Being Antipodean and hailing from the early '90s, messy low-budget schlock horror Body Melt, directed by experimental musician Philip Brophy, automatically makes me think of Peter Jackson's splatter-fest Braindead, although it never quite matches that film in terms of sheer lunacy or creative bloodletting. Thematically, the film is much closer to Larry Cohen's deadly dessert cult classic The Stuff (1985), but is most similar in overall tone to Jim Muro's 1987 melt movie Street Trash, which featured a cast of colourful down and out characters dissolving or exploding after imbibing a toxic liquor.

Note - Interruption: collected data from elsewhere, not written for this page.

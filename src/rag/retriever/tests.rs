use super::*;
use crate::database::VECTORS_FILE;
use async_trait::async_trait;
use std::collections::HashMap;
use tempfile::TempDir;

/// Returns a fixed vector per known text, zeros otherwise
struct TableEmbedder {
    dimension: usize,
    table: HashMap<String, Vec<f32>>,
}

#[async_trait]
impl Embedder for TableEmbedder {
    fn model_id(&self) -> &str {
        "table"
    }

    async fn embed(&self, text: &str) -> crate::Result<Vec<f32>> {
        Ok(self
            .table
            .get(text)
            .cloned()
            .unwrap_or_else(|| vec![0.0; self.dimension]))
    }

    async fn embed_many(&self, texts: &[String]) -> crate::Result<Vec<Vec<f32>>> {
        let mut out = Vec::with_capacity(texts.len());
        for text in texts {
            out.push(self.embed(text).await?);
        }
        Ok(out)
    }
}

struct FailingEmbedder;

#[async_trait]
impl Embedder for FailingEmbedder {
    fn model_id(&self) -> &str {
        "table"
    }

    async fn embed(&self, _text: &str) -> crate::Result<Vec<f32>> {
        Err(DocsError::Embedding("connection refused".to_string()))
    }

    async fn embed_many(&self, _texts: &[String]) -> crate::Result<Vec<Vec<f32>>> {
        Err(DocsError::Embedding("connection refused".to_string()))
    }
}

fn chunk(id: &str, text: &str, source: &str) -> Chunk {
    Chunk {
        id: id.to_string(),
        text: text.to_string(),
        source_file: source.to_string(),
    }
}

async fn seeded_service(dir: &TempDir) -> Arc<IndexService> {
    let service = Arc::new(IndexService::new(dir.path(), 2, "table"));
    let writer = service.lock_writer().await;
    let mut staged = (*service.snapshot().await.expect("snapshot")).clone();
    staged
        .stage(
            vec![vec![0.0, 0.0], vec![5.0, 5.0], vec![1.0, 0.0]],
            vec![
                chunk("a.md_0", "origin text", "a.md"),
                chunk("b.txt_0", "far text", "b.txt"),
                chunk("a.md_1", "near text", "a.md"),
            ],
        )
        .expect("stage");
    service.commit(&writer, staged).await.expect("commit");
    drop(writer);
    service
}

fn embedder(query: &str, vector: Vec<f32>) -> Arc<dyn Embedder> {
    Arc::new(TableEmbedder {
        dimension: 2,
        table: HashMap::from([(query.to_string(), vector)]),
    })
}

#[tokio::test]
async fn retrieve_returns_nearest_first() {
    let dir = TempDir::new().expect("temp dir");
    let retriever = Retriever::new(seeded_service(&dir).await, embedder("q", vec![0.9, 0.0]));

    let hits = retriever.retrieve("q", 2).await.expect("retrieve");

    let slots: Vec<usize> = hits.iter().map(|h| h.slot).collect();
    assert_eq!(slots, vec![2, 0]);
    assert_eq!(hits[0].chunk.text, "near text");
    assert!(hits[0].distance <= hits[1].distance);
}

#[tokio::test]
async fn context_uses_source_prefix_and_blank_line_separator() {
    let dir = TempDir::new().expect("temp dir");
    let retriever = Retriever::new(seeded_service(&dir).await, embedder("q", vec![0.9, 0.0]));

    let context = retriever.retrieve_context("q", 2).await.expect("context");

    assert_eq!(
        context,
        "[source: a.md] near text\n\n[source: a.md] origin text"
    );
}

#[tokio::test]
async fn k_larger_than_index_returns_everything() {
    let dir = TempDir::new().expect("temp dir");
    let retriever = Retriever::new(seeded_service(&dir).await, embedder("q", vec![0.0, 0.0]));

    assert_eq!(retriever.retrieve("q", 50).await.expect("retrieve").len(), 3);
}

#[tokio::test]
async fn empty_index_gives_empty_context_without_embedding() {
    let dir = TempDir::new().expect("temp dir");
    let service = Arc::new(IndexService::new(dir.path(), 2, "table"));
    let retriever = Retriever::new(service, Arc::new(FailingEmbedder));

    assert_eq!(retriever.retrieve_context("q", 5).await.expect("context"), "");
}

#[tokio::test]
async fn unreadable_index_gives_empty_context() {
    let dir = TempDir::new().expect("temp dir");
    std::fs::write(dir.path().join(VECTORS_FILE), "{broken").expect("write");
    let service = Arc::new(IndexService::new(dir.path(), 2, "table"));
    let retriever = Retriever::new(service, embedder("q", vec![0.0, 0.0]));

    assert_eq!(retriever.retrieve_context("q", 5).await.expect("context"), "");
}

#[tokio::test]
async fn embedding_failure_propagates() {
    let dir = TempDir::new().expect("temp dir");
    let retriever = Retriever::new(seeded_service(&dir).await, Arc::new(FailingEmbedder));

    assert!(matches!(
        retriever.retrieve("q", 5).await,
        Err(DocsError::Embedding(_))
    ));
}

#[tokio::test]
async fn wrong_query_dimension_propagates() {
    let dir = TempDir::new().expect("temp dir");
    let retriever = Retriever::new(seeded_service(&dir).await, embedder("q", vec![0.0; 3]));

    assert!(matches!(
        retriever.retrieve("q", 5).await,
        Err(DocsError::DimensionMismatch { .. })
    ));
}

#[test]
fn format_context_of_nothing_is_empty() {
    assert_eq!(format_context(&[]), "");
}

#[tokio::test]
async fn embedder_for_another_model_is_rejected() {
    let dir = TempDir::new().expect("temp dir");
    let service = Arc::new(IndexService::new(dir.path(), 2, "other-model"));
    let retriever = Retriever::new(service, embedder("q", vec![0.0, 0.0]));

    let err = retriever.retrieve("q", 5).await.expect_err("model mismatch");

    assert!(matches!(
        err,
        DocsError::ModelMismatch { ref indexed, ref configured }
            if indexed == "other-model" && configured == "table"
    ));
}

As with Muro's film, the messy death scenes in Body Melt are the undisputed highlight, no two victims going the same way. The first to suffer is Vimuville employee Ryan (Robert Simper), whose neck opens up to reveal quivering tentacles. Radio station employee Paul has his face reduced to a gory mess, his lips peeled off and his eyes bulging from their sockets. Pregnant housewife Cheryl gives birth to her placenta a month early, the pulsating protein sac latching on to her husband's face while her belly opens up to reveal her innards.

Other fun stuff includes a family of kangaroo-killing out-back inbreds, an imploding head, an exploding penis, gratuitous nudity (both male and female), a roller-blading brat falling from a height onto his face, and Harold Bishop from Aussie soap Neighbours (Ian Smith) getting his ear pulled off.